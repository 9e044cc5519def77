//! Document header model, shared by invoices, quotes, and order
//! verifications.

use chrono::{DateTime, NaiveDate, Utc};
use rust_decimal::Decimal;
use serde::{Deserialize, Serialize};
use sqlx::sqlite::SqliteRow;
use sqlx::FromRow;
use sqlx::Row;
use uuid::Uuid;

use super::{decode_decimal, decode_uuid, decode_uuid_opt};

/// Document type. Selects the numbering counter and the rendering template.
#[derive(Debug, Clone, Copy, PartialEq, Eq, Serialize, Deserialize)]
#[serde(rename_all = "snake_case")]
pub enum DocumentType {
    Invoice,
    Quote,
    OrderVerification,
}

impl DocumentType {
    pub fn as_str(&self) -> &'static str {
        match self {
            DocumentType::Invoice => "invoice",
            DocumentType::Quote => "quote",
            DocumentType::OrderVerification => "order_verification",
        }
    }

    pub fn from_string(s: &str) -> Option<Self> {
        match s {
            "invoice" => Some(DocumentType::Invoice),
            "quote" => Some(DocumentType::Quote),
            "order_verification" => Some(DocumentType::OrderVerification),
            _ => None,
        }
    }
}

/// Document header. Totals are derived from the line items and never
/// hand-entered; after every successful write
/// `total_amount == subtotal + tax_amount`.
#[derive(Debug, Clone, Serialize, Deserialize)]
pub struct Document {
    pub id: Uuid,
    pub document_number: String,
    pub document_type: DocumentType,
    pub customer_id: Uuid,
    pub shipping_address_id: Option<Uuid>,
    pub issue_date: NaiveDate,
    pub due_date: Option<NaiveDate>,
    pub po_number: Option<String>,
    pub route_to: Option<String>,
    pub ship_to: Option<String>,
    pub ship_via: Option<String>,
    pub terms: Option<String>,
    pub verification_date: Option<NaiveDate>,
    pub prepaid: bool,
    pub currency: String,
    pub subtotal: Decimal,
    pub tax_amount: Decimal,
    pub total_amount: Decimal,
    pub notes: Option<String>,
    pub status: String,
    pub created_by: String,
    pub created_at: DateTime<Utc>,
    pub updated_at: DateTime<Utc>,
}

impl FromRow<'_, SqliteRow> for Document {
    fn from_row(row: &SqliteRow) -> Result<Self, sqlx::Error> {
        let raw_type: String = row.try_get("document_type")?;
        let document_type =
            DocumentType::from_string(&raw_type).ok_or_else(|| sqlx::Error::ColumnDecode {
                index: "document_type".to_string(),
                source: format!("unknown document type '{raw_type}'").into(),
            })?;

        Ok(Self {
            id: decode_uuid(row, "id")?,
            document_number: row.try_get("document_number")?,
            document_type,
            customer_id: decode_uuid(row, "customer_id")?,
            shipping_address_id: decode_uuid_opt(row, "shipping_address_id")?,
            issue_date: row.try_get("issue_date")?,
            due_date: row.try_get("due_date")?,
            po_number: row.try_get("po_number")?,
            route_to: row.try_get("route_to")?,
            ship_to: row.try_get("ship_to")?,
            ship_via: row.try_get("ship_via")?,
            terms: row.try_get("terms")?,
            verification_date: row.try_get("verification_date")?,
            prepaid: row.try_get("prepaid")?,
            currency: row.try_get("currency")?,
            subtotal: decode_decimal(row, "subtotal")?,
            tax_amount: decode_decimal(row, "tax_amount")?,
            total_amount: decode_decimal(row, "total_amount")?,
            notes: row.try_get("notes")?,
            status: row.try_get("status")?,
            created_by: row.try_get("created_by")?,
            created_at: row.try_get("created_at")?,
            updated_at: row.try_get("updated_at")?,
        })
    }
}

/// Input for creating a document. The document number is allocated by the
/// store inside the create transaction; callers never supply one.
#[derive(Debug, Clone, Serialize, Deserialize)]
pub struct CreateDocument {
    pub document_type: DocumentType,
    pub customer_id: Uuid,
    #[serde(default)]
    pub shipping_address_id: Option<Uuid>,
    pub issue_date: NaiveDate,
    #[serde(default)]
    pub due_date: Option<NaiveDate>,
    #[serde(default)]
    pub po_number: Option<String>,
    #[serde(default)]
    pub route_to: Option<String>,
    #[serde(default)]
    pub ship_to: Option<String>,
    #[serde(default)]
    pub ship_via: Option<String>,
    #[serde(default)]
    pub terms: Option<String>,
    #[serde(default)]
    pub verification_date: Option<NaiveDate>,
    #[serde(default)]
    pub prepaid: bool,
    pub currency: String,
    #[serde(default)]
    pub notes: Option<String>,
    #[serde(default = "default_status")]
    pub status: String,
    pub created_by: String,
}

fn default_status() -> String {
    "draft".to_string()
}

/// Partial header patch. Absent fields retain their previous values;
/// `document_type` and `document_number` are immutable.
#[derive(Debug, Clone, Default, Serialize, Deserialize)]
pub struct UpdateDocument {
    pub customer_id: Option<Uuid>,
    pub shipping_address_id: Option<Uuid>,
    pub issue_date: Option<NaiveDate>,
    pub due_date: Option<NaiveDate>,
    pub po_number: Option<String>,
    pub route_to: Option<String>,
    pub ship_to: Option<String>,
    pub ship_via: Option<String>,
    pub terms: Option<String>,
    pub verification_date: Option<NaiveDate>,
    pub prepaid: Option<bool>,
    pub currency: Option<String>,
    pub notes: Option<String>,
    pub status: Option<String>,
}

----

* _WHAT THE TASK ASKS_: Output the records above in their entirety, exactly.

* _WORKED SOLUTION_:
repository 9e044cc5519def77
//! Document header model, shared by invoices, quotes, and order
//! verifications.

use chrono::{DateTime, NaiveDate, Utc};
use rust_decimal::Decimal;
use serde::{Deserialize, Serialize};
use sqlx::sqlite::SqliteRow;
use sqlx::FromRow;
use sqlx::Row;
use uuid::Uuid;

use super::{decode_decimal, decode_uuid, decode_uuid_opt};

/// Document type. Selects the numbering counter and the rendering template.
#[derive(Debug, Clone, Copy, PartialEq, Eq, Serialize, Deserialize)]
#[serde(rename_all = "snake_case")]
pub enum DocumentType {
    Invoice,
    Quote,
    OrderVerification,
}

impl DocumentType {
    pub fn as_str(&self) -> &'static str {
        match self {
            DocumentType::Invoice => "invoice",
            DocumentType::Quote => "quote",
            DocumentType::OrderVerification => "order_verification",
        }
    }

    pub fn from_string(s: &str) -> Option<Self> {
        match s {
            "invoice" => Some(DocumentType::Invoice),
            "quote" => Some(DocumentType::Quote),
            "order_verification" => Some(DocumentType::OrderVerification),
            _ => None,
        }
    }
}

/// Document header. Totals are derived from the line items and never
/// hand-entered; after every successful write
/// `total_amount == subtotal + tax_amount`.
#[derive(Debug, Clone, Serialize, Deserialize)]
pub struct Document {
    pub id: Uuid,
    pub document_number: String,
    pub document_type: DocumentType,
    pub customer_id: Uuid,
    pub shipping_address_id: Option<Uuid>,
    pub issue_date: NaiveDate,
    pub due_date: Option<NaiveDate>,
    pub po_number: Option<String>,
    pub route_to: Option<String>,
    pub ship_to: Option<String>,
    pub ship_via: Option<String>,
    pub terms: Option<String>,
    pub verification_date: Option<NaiveDate>,
    pub prepaid: bool,
    pub currency: String,
    pub subtotal: Decimal,
    pub tax_amount: Decimal,
    pub total_amount: Decimal,
    pub notes: Option<String>,
    pub status: String,
    pub created_by: String,
    pub created_at: DateTime<Utc>,
    pub updated_at: DateTime<Utc>,
}

impl FromRow<'_, SqliteRow> for Document {
    fn from_row(row: &SqliteRow) -> Result<Self, sqlx::Error> {
        let raw_type: String = row.try_get("document_type")?;
        let document_type =
            DocumentType::from_string(&raw_type).ok_or_else(|| sqlx::Error::ColumnDecode {
                index: "document_type".to_string(),
                source: format!("unknown document type '{raw_type}'").into(),
            })?;

        Ok(Self {
            id: decode_uuid(row, "id")?,
            document_number: row.try_get("document_number")?,
            document_type,
            customer_id: decode_uuid(row, "customer_id")?,
            shipping_address_id: decode_uuid_opt(row, "shipping_address_id")?,
            issue_date: row.try_get("issue_date")?,
            due_date: row.try_get("due_date")?,
            po_number: row.try_get("po_number")?,
            route_to: row.try_get("route_to")?,
            ship_to: row.try_get("ship_to")?,
            ship_via: row.try_get("ship_via")?,
            terms: row.try_get("terms")?,
            verification_date: row.try_get("verification_date")?,
            prepaid: row.try_get("prepaid")?,
            currency: row.try_get("currency")?,
            subtotal: decode_decimal(row, "subtotal")?,
            tax_amount: decode_decimal(row, "tax_amount")?,
            total_amount: decode_decimal(row, "total_amount")?,
            notes: row.try_get("notes")?,
            status: row.try_get("status")?,
            created_by: row.try_get("created_by")?,
            created_at: row.try_get("created_at")?,
            updated_at: row.try_get("updated_at")?,
        })
    }
}

/// Input for creating a document. The document number is allocated by the
/// store inside the create transaction; callers never supply one.
#[derive(Debug, Clone, Serialize, Deserialize)]
pub struct CreateDocument {
    pub document_type: DocumentType,
    pub customer_id: Uuid,
    #[serde(default)]
    pub shipping_address_id: Option<Uuid>,
    pub issue_date: NaiveDate,
    #[serde(default)]
    pub due_date: Option<NaiveDate>,
    #[serde(default)]
    pub po_number: Option<String>,
    #[serde(default)]
    pub route_to: Option<String>,
    #[serde(default)]
    pub ship_to: Option<String>,
    #[serde(default)]
    pub ship_via: Option<String>,
    #[serde(default)]
    pub terms: Option<String>,
    #[serde(default)]
    pub verification_date: Option<NaiveDate>,
    #[serde(default)]
    pub prepaid: bool,
    pub currency: String,
    #[serde(default)]
    pub notes: Option<String>,
    #[serde(default = "default_status")]
    pub status: String,
    pub created_by: String,
}

fn default_status() -> String {
    "draft".to_string()
}

/// Partial header patch. Absent fields retain their previous values;
/// `document_type` and `document_number` are immutable.
#[derive(Debug, Clone, Default, Serialize, Deserialize)]
pub struct UpdateDocument {
    pub customer_id: Option<Uuid>,
    pub shipping_address_id: Option<Uuid>,
    pub issue_date: Option<NaiveDate>,
    pub due_date: Option<NaiveDate>,
    pub po_number: Option<String>,
    pub route_to: Option<String>,
    pub ship_to: Option<String>,
    pub ship_via: Option<String>,
    pub terms: Option<String>,
    pub verification_date: Option<NaiveDate>,
    pub prepaid: Option<bool>,
    pub currency: Option<String>,
    pub notes: Option<String>,
    pub status: Option<String>,
}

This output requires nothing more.